Shortly thereafter, the neighborhood was developed by German and Irish immigrants who came to Chicago in the 1830s and 1840s to dig a shipping canal. Their initial shantytown of wood cottages soon grew to host Italian immigrants, as well as freed and escaped slaves.

By the 1870s, the neighborhood served as a home to many Jewish immigrants from Russia and Poland, as well as working-class and middle-class African Americans. The neighborhood, part of the infamous Levee District, had also earned a reputation for vice, with many "houses of ill-fame."

The neighborhood was unscathed by the 1871 Chicago Fire but was not so lucky with the 1874 Chicago Fire, which destroyed most of the buildings in the area.

In the aftermath of the 1874 fire, much of the land that is now Dearborn Park was purchased by real estate promoter John B. Brown and his associates, who saw the potential of southside access to the city by rail and acquired the land, principally for the Chicago and Western Indiana Railroad (C&WI) but other rail lines also bought nearby land. (Perhaps not surprising to those who live in Chicago, there were accusations of bribery and self-dealing regarding the acquisition of the land.) The investment in the rail lines culminated in the opening of Dearborn Station at the northern border of Dearborn Park in 1885, resulting in decades of economic growth in the area that reversed course into steep decline in the 1950s and 1960s. Dearborn Station ultimately closed in 1971.

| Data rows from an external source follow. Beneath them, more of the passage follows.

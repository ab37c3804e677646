//! Simulator backend implementation.

use async_trait::async_trait;
use rustc_hash::FxHashMap;
use std::sync::{Arc, Mutex};
use std::time::Instant;
use tracing::{debug, instrument};
use uuid::Uuid;

use skinfaxi_hal::{
    Backend, BackendAvailability, BackendKind, Capabilities, Counts, ExecutionResult, HalError,
    HalResult, Job, JobId, JobStatus,
};
use skinfaxi_ir::Circuit;

use crate::statevector::Statevector;

/// Job data for the simulator.
struct SimJob {
    job: Job,
    result: Option<ExecutionResult>,
}

/// Local statevector simulator backend.
///
/// Supports circuits up to ~20 qubits (limited by memory). Jobs complete
/// inline at submit time; `status` reports `Completed` immediately after.
pub struct SimulatorBackend {
    /// Cached capabilities.
    capabilities: Capabilities,
    /// Completed jobs.
    jobs: Arc<Mutex<FxHashMap<String, SimJob>>>,
    /// Maximum number of qubits supported.
    max_qubits: u32,
}

impl SimulatorBackend {
    /// Create a new simulator backend with default settings.
    pub fn new() -> Self {
        Self::with_max_qubits(20)
    }

    /// Create a simulator with custom max qubits.
    pub fn with_max_qubits(max_qubits: u32) -> Self {
        Self {
            capabilities: Capabilities::simulator(max_qubits),
            jobs: Arc::new(Mutex::new(FxHashMap::default())),
            max_qubits,
        }
    }

    /// Run simulation synchronously.
    #[instrument(skip(self, circuit))]
    fn run_simulation(&self, circuit: &Circuit, shots: u32) -> ExecutionResult {
        let start = Instant::now();

        let num_qubits = circuit.num_qubits();
        debug!("Starting simulation: {} qubits, {} shots", num_qubits, shots);

        // Qubit → clbit assignments from the circuit's measure instructions.
        let measures: Vec<(usize, usize)> = circuit
            .instructions()
            .iter()
            .filter(|inst| inst.is_measure())
            .flat_map(|inst| {
                inst.qubits
                    .iter()
                    .zip(inst.clbits.iter())
                    .map(|(q, c)| (q.0 as usize, c.0 as usize))
            })
            .collect();

        let mut counts = Counts::new();

        for shot in 0..shots {
            let mut sv = Statevector::new(num_qubits);
            for inst in circuit.instructions() {
                sv.apply(inst);
            }

            let outcome = sv.sample();
            let bitstring = render_bitstring(outcome, &measures, circuit.num_clbits(), num_qubits);
            counts.insert(bitstring, 1);

            if shot > 0 && shot % 1000 == 0 {
                debug!("Completed {} shots", shot);
            }
        }

        let elapsed = start.elapsed();
        debug!("Simulation completed in {:?}", elapsed);

        ExecutionResult::new(counts, shots)
            .with_backend(self.name(), BackendKind::LocalSimulator)
            .with_circuit_shape(circuit.depth(), circuit.width())
            .with_execution_time(elapsed.as_millis() as u64)
    }
}

/// Render a sampled basis-state index as a classical bitstring.
///
/// Most-significant bit leftmost: clbit 0 is the rightmost character.
/// Circuits without measurements render the full qubit register.
fn render_bitstring(
    outcome: usize,
    measures: &[(usize, usize)],
    num_clbits: usize,
    num_qubits: usize,
) -> String {
    if measures.is_empty() {
        return format!("{outcome:0num_qubits$b}");
    }

    let mut bits = vec!['0'; num_clbits];
    for &(qubit, clbit) in measures {
        if (outcome >> qubit) & 1 == 1 {
            bits[num_clbits - 1 - clbit] = '1';
        }
    }
    bits.into_iter().collect()
}

impl Default for SimulatorBackend {
    fn default() -> Self {
        Self::new()
    }
}

#[async_trait]
impl Backend for SimulatorBackend {
    fn name(&self) -> &str {
        &self.capabilities.name
    }

    fn kind(&self) -> BackendKind {
        BackendKind::LocalSimulator
    }

    fn capabilities(&self) -> &Capabilities {
        &self.capabilities
    }

    async fn availability(&self) -> HalResult<BackendAvailability> {
        Ok(BackendAvailability::always_available())
    }

    #[instrument(skip(self, circuit))]
    async fn submit(&self, circuit: &Circuit, shots: u32) -> HalResult<JobId> {
        if circuit.num_qubits() > self.max_qubits as usize {
            return Err(HalError::CircuitTooLarge(format!(
                "Circuit has {} qubits but simulator only supports {}",
                circuit.num_qubits(),
                self.max_qubits
            )));
        }

        let job_id = JobId::new(Uuid::new_v4().to_string());
        let result = self.run_simulation(circuit, shots);

        let sim_job = SimJob {
            job: Job::new(job_id.clone(), shots)
                .with_backend(self.name())
                .with_status(JobStatus::Completed),
            result: Some(result),
        };

        {
            let mut jobs = self
                .jobs
                .lock()
                .unwrap_or_else(std::sync::PoisonError::into_inner);
            jobs.insert(job_id.0.clone(), sim_job);
        }

        debug!("Submitted job: {}", job_id);
        Ok(job_id)
    }

    async fn status(&self, job_id: &JobId) -> HalResult<JobStatus> {
        let jobs = self
            .jobs
            .lock()
            .unwrap_or_else(std::sync::PoisonError::into_inner);
        jobs.get(&job_id.0)
            .map(|j| j.job.status.clone())
            .ok_or_else(|| HalError::JobNotFound(job_id.0.clone()))
    }

    async fn result(&self, job_id: &JobId) -> HalResult<ExecutionResult> {
        let jobs = self
            .jobs
            .lock()
            .unwrap_or_else(std::sync::PoisonError::into_inner);
        jobs.get(&job_id.0)
            .and_then(|j| j.result.clone())
            .ok_or_else(|| HalError::JobNotFound(job_id.0.clone()))
    }

    async fn cancel(&self, job_id: &JobId) -> HalResult<()> {
        let mut jobs = self
            .jobs
            .lock()
            .unwrap_or_else(std::sync::PoisonError::into_inner);
        if let Some(sim_job) = jobs.get_mut(&job_id.0) {
            sim_job.job = sim_job.job.clone().with_status(JobStatus::Cancelled);
            Ok(())
        } else {
            Err(HalError::JobNotFound(job_id.0.clone()))
        }
    }
}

===Plan for Dearborn Park===

The genesis of Dearborn Park emerged during a 1970 meeting of three Chicago business leaders: Thomas G. Ayers, President of Commonwealth Edison; Donald M. Graham, CEO of Continental Illinois; and Gordon W. Metcalf, CEO of Sears, Roebuck & Co.

Looking south from the 37th floor of the brand-new First National Bank Building (now Chase Tower), they expressed concerns regarding the area to the south of the Chicago Loop.

The run-down area, impacted negatively by the decline of the rail industry and other factors, comprised abandoned railyards, a thriving vice district and many vacant, vandalized buildings.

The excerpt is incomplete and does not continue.